▶ **SUPPLIED INFORMATION**
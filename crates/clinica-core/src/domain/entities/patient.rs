//! Patient entity.

use super::DiseaseHistory;
use crate::{HistoryId, PatientId};
use serde::{Deserialize, Serialize};

/// Patient record as held by the document store.
///
/// Field names on the wire follow the stored document (`_id`, `DOB`,
/// `disease_history`), so a cached blob and a store document share one shape.
#[derive(Debug, Clone, PartialEq, Eq, Serialize, Deserialize)]
pub struct Patient {
    /// Unique patient identifier.
    #[serde(rename = "_id")]
    pub id: PatientId,

    /// Given name.
    #[serde(default)]
    pub first_name: String,

    /// Family name.
    #[serde(default)]
    pub last_name: String,

    /// Contact phone number.
    #[serde(default)]
    pub phone: String,

    /// Date of birth, stored as entered.
    #[serde(rename = "DOB", default)]
    pub dob: String,

    /// Postal address.
    #[serde(default)]
    pub address: String,

    /// Gender as entered.
    #[serde(default)]
    pub gender: String,

    /// Embedded disease-history entries, in insertion order.
    #[serde(default)]
    pub disease_history: Vec<DiseaseHistory>,
}

impl Patient {
    /// Creates a patient with no history entries.
    #[must_use]
    pub fn new(id: PatientId) -> Self {
        Self {
            id,
            first_name: String::new(),
            last_name: String::new(),
            phone: String::new(),
            dob: String::new(),
            address: String::new(),
            gender: String::new(),
            disease_history: Vec::new(),
        }
    }

    /// Returns the patient's full name.
    #[must_use]
    pub fn full_name(&self) -> String {
        format!("{} {}", self.first_name, self.last_name).trim().to_string()
    }

    /// Applies a partial update. Absent fields are left untouched.
    pub fn apply(&mut self, changes: &PatientChanges) {
        if let Some(first_name) = &changes.first_name {
            self.first_name.clone_from(first_name);
        }
        if let Some(last_name) = &changes.last_name {
            self.last_name.clone_from(last_name);
        }
        if let Some(phone) = &changes.phone {
            self.phone.clone_from(phone);
        }
        if let Some(dob) = &changes.dob {
            self.dob.clone_from(dob);
        }
        if let Some(address) = &changes.address {
            self.address.clone_from(address);
        }
        if let Some(gender) = &changes.gender {
            self.gender.clone_from(gender);
        }
    }

    /// Finds an embedded history entry by its identifier.
    #[must_use]
    pub fn history_entry(&self, history_id: &HistoryId) -> Option<&DiseaseHistory> {
        self.disease_history.iter().find(|h| &h.id == history_id)
    }

    /// Returns true if the patient owns an entry with the given identifier.
    #[must_use]
    pub fn has_history_entry(&self, history_id: &HistoryId) -> bool {
        self.history_entry(history_id).is_some()
    }
}

/// Scalar fields of a patient that an update may change.
#[derive(Debug, Clone, Default, PartialEq, Eq, Serialize, Deserialize)]
pub struct PatientChanges {
    pub first_name: Option<String>,
    pub last_name: Option<String>,
    pub phone: Option<String>,
    pub dob: Option<String>,
    pub address: Option<String>,
    pub gender: Option<String>,
}

impl PatientChanges {
    /// Returns true if no field would change.
    #[must_use]
    pub fn is_empty(&self) -> bool {
        self.first_name.is_none()
            && self.last_name.is_none()
            && self.phone.is_none()
            && self.dob.is_none()
            && self.address.is_none()
            && self.gender.is_none()
    }
}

▶ **WHAT YOU SHOULD DO**
Reproduce, exactly and in full, the lines from the one that contains "self.address.clone_from(address);" to the end of the material.

▶ **WRITTEN SOLUTION**
            self.address.clone_from(address);
        }
        if let Some(gender) = &changes.gender {
            self.gender.clone_from(gender);
        }
    }

    /// Finds an embedded history entry by its identifier.
    #[must_use]
    pub fn history_entry(&self, history_id: &HistoryId) -> Option<&DiseaseHistory> {
        self.disease_history.iter().find(|h| &h.id == history_id)
    }

    /// Returns true if the patient owns an entry with the given identifier.
    #[must_use]
    pub fn has_history_entry(&self, history_id: &HistoryId) -> bool {
        self.history_entry(history_id).is_some()
    }
}

/// Scalar fields of a patient that an update may change.
#[derive(Debug, Clone, Default, PartialEq, Eq, Serialize, Deserialize)]
pub struct PatientChanges {
    pub first_name: Option<String>,
    pub last_name: Option<String>,
    pub phone: Option<String>,
    pub dob: Option<String>,
    pub address: Option<String>,
    pub gender: Option<String>,
}

impl PatientChanges {
    /// Returns true if no field would change.
    #[must_use]
    pub fn is_empty(&self) -> bool {
        self.first_name.is_none()
            && self.last_name.is_none()
            && self.phone.is_none()
            && self.dob.is_none()
            && self.address.is_none()
            && self.gender.is_none()
    }
}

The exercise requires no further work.